The ideal political scandal to be embroiled in is one that no one understands. The journalist setting it out for the busy reader knows they’re losing as they begin the second paragraph of explanation. This is why, had Owen Paterson been willing to take his punishment for lobbying, his voters might not have minded that much. It may be why it often feels like the politician’s cover-up is what gets them: everyone understands lying, even if they don’t understand what was being lied about.

Meanwhile the worst political sins to commit are those that directly affect voters. When Tony Blair was accused of selling peerages, few people felt that they finally understood why they weren’t in the House of Lords. 

This is difficult weather for any government to sail into

Boris Johnson’s problem is that he’s accused of doing something that everyone understands, and that we all feel we have a stake in. It’s so simple that you can explain it in three words: they broke lockdown. And no one else has to be reminded of the frustrations and sacrifices that period involved for the rest of us.

This is why the briefings currently emerging from Number 10 are so pitiful. Sue Gray will provide wriggle room, we’re told. She won’t conclude there is evidence of criminality, they say, as if that were the only bar that a prime minister has to clear. 

Everyone knows what Johnson did. Unless Gray concludes that terrorists have been holding one of his children hostage and forcing him to host parties and lie about it, nothing she can say will “clear” him in the public mind. 

We can assume that, if there were a better defence available to Johnson than “I didn’t realise I was at a party”, he would have deployed it. Not even he could make that sound convincing, and it’s certain that no one else in the Cabinet will be able to. 

Nobody much liked lockdown, but we were told that it was necessary to save lives. The anger is not that Johnson imposed lockdown, but that he and his team then broke it, again and again. This stuff is not complicated: the people who make the rules should follow the rules.  

So Johnson will have to go. But while removing him will mean the government no longer has its moral compass set by a man whose general goal is his immediate gratification, it’s worth asking how much a new leader can change. 

The big problems facing the government are structural. There is an NHS backlog, the costs of mitigating Covid were huge, and the rest of the public realm is looking pretty shoddy after a decade of spending restraint. The Tories promised to make things better without raising taxes, which was always going to be tricky. As things stand, they will end up breaking both parts of that. To make matters worse, a wave of inflation is about to hit us, starting with much bigger energy bills. 

This is difficult weather for any government to sail into, but it is made trickier by the Conservative party’s big economic choice to seek a Brexit deal that makes it harder for businesses to export to our largest market, in the hope of making it easier for them to export to smaller markets. Perhaps there will be benefits from this choice down the road, but there are costs right now. 
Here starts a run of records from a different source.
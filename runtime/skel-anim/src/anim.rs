//! Keyframe resources
//!
//! [`AnimSource`] is everything the blending code needs from decoded
//! keyframe data. [`KeyframeAnim`] is a plain in-memory implementation that
//! stores a full joint pose for every frame.

use std::fmt;

use custom_debug::Debug;
use glam::{Quat, Vec3};
use skel_utils::debug;

use crate::error::{AnimError, Result};
use crate::types::{Aabb, JointPose};

/// Two neighbouring frames and the blend factor between them
#[derive(Debug, Clone, Copy, PartialEq)]
pub struct FrameInterpolation {
    pub frame1: usize,
    pub frame2: usize,
    /// Completed loops since time zero
    pub cycle_count: u32,
    /// Weight of `frame2`
    pub backlerp: f32,
    /// Weight of `frame1`
    pub frontlerp: f32,
}

impl FrameInterpolation {
    /// Holding `frame` with full weight
    pub const fn hold(frame: usize, cycle_count: u32) -> Self {
        Self {
            frame1: frame,
            frame2: frame,
            cycle_count,
            backlerp: 0.0,
            frontlerp: 1.0,
        }
    }
}

/// Read-only keyframe data shared between clips
///
/// All times are in milliseconds.
pub trait AnimSource: fmt::Debug + Send + Sync {
    fn name(&self) -> &str;

    fn num_joints(&self) -> usize;

    fn num_frames(&self) -> usize;

    /// Playback length, which is the time of the last frame
    fn length(&self) -> i32;

    /// Number of loops after which the last frame is held, 0 for endless
    fn max_cycle_count(&self) -> u32 {
        0
    }

    /// Root displacement over one full loop
    fn total_movement_delta(&self) -> Vec3;

    fn time_to_frame_interpolation(&self, time: i32) -> FrameInterpolation;

    /// Write frame `frame` for the listed joints into `out`
    fn single_frame(&self, frame: usize, indices: &[usize], out: &mut [JointPose]);

    /// Write the blend of the two frames of `interp` for the listed joints into `out`
    fn interpolated_frame(&self, interp: &FrameInterpolation, indices: &[usize], out: &mut [JointPose]);

    /// Root translation, accumulated across loops
    fn translation(&self, time: i32) -> Vec3;

    /// Root rotation
    fn rotation(&self, time: i32) -> Quat;

    /// Bounds at `time` given per-frame bounds
    fn aabb(&self, time: i32, frame_aabbs: &[Aabb]) -> Aabb {
        let interp = self.time_to_frame_interpolation(time);
        let mut aabb = Aabb::cleared();
        for frame in [interp.frame1, interp.frame2] {
            if let Some(frame_aabb) = frame_aabbs.get(frame) {
                aabb.add_aabb(frame_aabb);
            }
        }
        aabb
    }
}

/// Frame times plus a complete pose per frame
#[derive(Debug, Clone)]
pub struct KeyframeAnim {
    name: String,
    num_joints: usize,
    #[debug(with = debug::trimmed_collection_fmt)]
    frame_times: Vec<i32>,
    #[debug(with = debug::trimmed_collection_fmt)]
    frames: Vec<JointPose>,
    max_cycle_count: u32,
    cyclic_translation: bool,
    total_delta: Vec3,
}

impl KeyframeAnim {
    /// Build an anim from ascending frame times and `frame_times.len() * num_joints` poses
    pub fn new(
        name: impl Into<String>,
        num_joints: usize,
        frame_times: Vec<i32>,
        frames: Vec<JointPose>,
    ) -> Result<Self> {
        let name = name.into();
        if frame_times.is_empty() {
            return Err(AnimError::InvalidDefinition(format!(
                "anim '{}' has no frames",
                name
            )));
        }
        if frames.len() != frame_times.len() * num_joints {
            return Err(AnimError::InvalidDefinition(format!(
                "anim '{}' expects {} poses, got {}",
                name,
                frame_times.len() * num_joints,
                frames.len()
            )));
        }
        if frame_times.windows(2).any(|pair| pair[1] <= pair[0]) || frame_times[0] != 0 {
            return Err(AnimError::InvalidDefinition(format!(
                "anim '{}' frame times must start at 0 and increase",
                name
            )));
        }

        let mut anim = Self {
            name,
            num_joints,
            frame_times,
            frames,
            max_cycle_count: 0,
            cyclic_translation: true,
            total_delta: Vec3::ZERO,
        };
        anim.total_delta = anim.root_at(anim.num_frames() - 1).translation - anim.root_at(0).translation;
        Ok(anim)
    }

    /// A one frame anim holding `pose` on every joint
    pub fn still(name: impl Into<String>, pose: &[JointPose]) -> Self {
        Self {
            name: name.into(),
            num_joints: pose.len(),
            frame_times: vec![0],
            frames: pose.to_vec(),
            max_cycle_count: 0,
            cyclic_translation: false,
            total_delta: Vec3::ZERO,
        }
    }

    #[must_use]
    pub fn with_max_cycle_count(mut self, count: u32) -> Self {
        self.max_cycle_count = count;
        self
    }

    /// Whether root translation keeps accumulating across loops
    #[must_use]
    pub fn with_cyclic_translation(mut self, cyclic: bool) -> Self {
        self.cyclic_translation = cyclic;
        self
    }

    pub fn frame_times(&self) -> &[i32] {
        &self.frame_times
    }

    fn pose_at(&self, frame: usize, joint: usize) -> JointPose {
        self.frames
            .get(frame * self.num_joints + joint)
            .copied()
            .unwrap_or_default()
    }

    fn root_at(&self, frame: usize) -> JointPose {
        self.pose_at(frame, 0)
    }
}

/// Index of the last frame whose time is at or before `time`
fn find_frame_index(frame_times: &[i32], time: i32) -> usize {
    frame_times
        .partition_point(|&frame_time| frame_time <= time)
        .saturating_sub(1)
}

impl AnimSource for KeyframeAnim {
    fn name(&self) -> &str {
        &self.name
    }

    fn num_joints(&self) -> usize {
        self.num_joints
    }

    fn num_frames(&self) -> usize {
        self.frame_times.len()
    }

    fn length(&self) -> i32 {
        self.frame_times.last().copied().unwrap_or(0)
    }

    fn max_cycle_count(&self) -> u32 {
        self.max_cycle_count
    }

    fn total_movement_delta(&self) -> Vec3 {
        self.total_delta
    }

    fn time_to_frame_interpolation(&self, time: i32) -> FrameInterpolation {
        let num_frames = self.num_frames();
        if num_frames <= 1 {
            return FrameInterpolation::hold(0, 0);
        }
        if time <= 0 {
            return FrameInterpolation {
                frame1: 0,
                frame2: 1,
                cycle_count: 0,
                backlerp: 0.0,
                frontlerp: 1.0,
            };
        }

        let length = self.length();
        let cycle_count = (time / length) as u32;
        if self.max_cycle_count > 0 && cycle_count >= self.max_cycle_count {
            return FrameInterpolation::hold(num_frames - 1, self.max_cycle_count - 1);
        }

        let local = time % length;
        let frame1 = find_frame_index(&self.frame_times, local).min(num_frames - 2);
        let frame2 = frame1 + 1;
        let span = (self.frame_times[frame2] - self.frame_times[frame1]) as f32;
        let backlerp = ((local - self.frame_times[frame1]) as f32 / span).clamp(0.0, 1.0);

        FrameInterpolation {
            frame1,
            frame2,
            cycle_count,
            backlerp,
            frontlerp: 1.0 - backlerp,
        }
    }

    fn single_frame(&self, frame: usize, indices: &[usize], out: &mut [JointPose]) {
        let frame = frame.min(self.num_frames() - 1);
        for &joint in indices {
            if joint < self.num_joints
                && let Some(slot) = out.get_mut(joint)
            {
                *slot = self.pose_at(frame, joint);
            }
        }
    }

    fn interpolated_frame(&self, interp: &FrameInterpolation, indices: &[usize], out: &mut [JointPose]) {
        if interp.frame1 == interp.frame2 || interp.backlerp == 0.0 {
            self.single_frame(interp.frame1, indices, out);
            return;
        }
        for &joint in indices {
            if joint >= self.num_joints {
                continue;
            }
            let Some(slot) = out.get_mut(joint) else {
                continue;
            };
            let a = self.pose_at(interp.frame1, joint);
            let b = self.pose_at(interp.frame2, joint);
            *slot = JointPose {
                rotation: a.rotation.slerp(b.rotation, interp.backlerp),
                translation: a.translation.lerp(b.translation, interp.backlerp),
                scale: a.scale.lerp(b.scale, interp.backlerp),
            };
        }
    }

    fn translation(&self, time: i32) -> Vec3 {
        let interp = self.time_to_frame_interpolation(time);
        let a = self.root_at(interp.frame1).translation;
        let b = self.root_at(interp.frame2).translation;
        let mut translation = a * interp.frontlerp + b * interp.backlerp;
        if self.cyclic_translation && interp.cycle_count > 0 {
            translation += self.total_delta * interp.cycle_count as f32;
        }
        translation
    }

    fn rotation(&self, time: i32) -> Quat {
        let interp = self.time_to_frame_interpolation(time);
        let a = self.root_at(interp.frame1).rotation;
        let b = self.root_at(interp.frame2).rotation;
        a.slerp(b, interp.backlerp)
    }
}

#[cfg(test)]
mod tests {
    use super::*;
    use test_case::test_case;

    const EPS: f32 = 1e-4;

    /// Two joints, root walks 0 -> 10 along x over 1000 ms
    fn walk() -> KeyframeAnim {
        let frames = vec![
            JointPose::IDENTITY,
            JointPose::IDENTITY,
            JointPose::from_translation(Vec3::new(5.0, 0.0, 0.0)),
            JointPose::IDENTITY,
            JointPose::from_translation(Vec3::new(10.0, 0.0, 0.0)),
            JointPose::IDENTITY,
        ];
        KeyframeAnim::new("walk", 2, vec![0, 500, 1000], frames).unwrap()
    }

    #[test_case(0, 0, 1, 0.0 ; "start")]
    #[test_case(250, 0, 1, 0.5 ; "first half")]
    #[test_case(500, 1, 2, 0.0 ; "exact key")]
    #[test_case(750, 1, 2, 0.5 ; "second half")]
    #[test_case(1250, 0, 1, 0.5 ; "wrapped")]
    fn test_time_to_frame_interpolation(time: i32, frame1: usize, frame2: usize, backlerp: f32) {
        let interp = walk().time_to_frame_interpolation(time);
        assert_eq!(interp.frame1, frame1);
        assert_eq!(interp.frame2, frame2);
        assert!((interp.backlerp - backlerp).abs() < EPS);
        assert!((interp.frontlerp + interp.backlerp - 1.0).abs() < EPS);
    }

    #[test]
    fn test_translation_accumulates_cycles() {
        let anim = walk();
        assert_eq!(anim.total_movement_delta(), Vec3::new(10.0, 0.0, 0.0));
        assert!((anim.translation(250).x - 2.5).abs() < EPS);
        assert!((anim.translation(1250).x - 12.5).abs() < EPS);
        assert!((anim.translation(2250).x - 22.5).abs() < EPS);
    }

    #[test]
    fn test_max_cycle_count_holds_last_frame() {
        let anim = walk().with_max_cycle_count(1);
        let interp = anim.time_to_frame_interpolation(1500);
        assert_eq!(interp, FrameInterpolation::hold(2, 0));
        assert!((anim.translation(1500).x - 10.0).abs() < EPS);
    }

    #[test]
    fn test_interpolated_frame_only_writes_listed_joints() {
        let anim = walk();
        let marker = JointPose::from_translation(Vec3::splat(-1.0));
        let mut out = vec![marker; 2];
        let interp = anim.time_to_frame_interpolation(250);
        anim.interpolated_frame(&interp, &[0], &mut out);
        assert!((out[0].translation.x - 2.5).abs() < EPS);
        assert_eq!(out[1], marker);
    }

    #[test]
    fn test_still_anim_has_zero_length() {
        let anim = KeyframeAnim::still("pose", &[JointPose::IDENTITY; 3]);
        assert_eq!(anim.length(), 0);
        assert_eq!(anim.time_to_frame_interpolation(100), FrameInterpolation::hold(0, 0));
        assert_eq!(anim.translation(100), Vec3::ZERO);
    }

    #[test]
    fn test_rejects_mismatched_pose_count() {
        let err = KeyframeAnim::new("bad", 2, vec![0, 100], vec![JointPose::IDENTITY; 3]);
        assert!(matches!(err, Err(AnimError::InvalidDefinition(_))));
    }

    #[test]
    fn test_aabb_unions_neighbouring_frames() {
        let anim = walk();
        let boxes = [
            Aabb::new(Vec3::ZERO, Vec3::ONE),
            Aabb::new(Vec3::splat(1.0), Vec3::splat(2.0)),
            Aabb::new(Vec3::splat(2.0), Vec3::splat(3.0)),
        ];
        let aabb = anim.aabb(250, &boxes);
        assert_eq!(aabb, Aabb::new(Vec3::ZERO, Vec3::splat(2.0)));
    }
}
Changing leader will change none of these things. Nor is it likely to change the approach to Covid. Although Johnson is now being praised for not having imposed a Christmas lockdown, it’s clear he seriously considered it, and that Sajid Javid agreed. These are two of the Conservative Party’s strongest instinctive libertarians, and both know their own party’s views. So whatever it is that the scientists said to them in late December, it was persuasive. It’s very hard to imagine Rishi Sunak or Liz Truss having taken it less seriously. Anonymously briefing the press about how much you dislike something is far easier than taking the decision on it, when getting it wrong would cost lives. 

The Tories should dump Johnson. He demeans them and us. But that is only the beginning of their difficulties.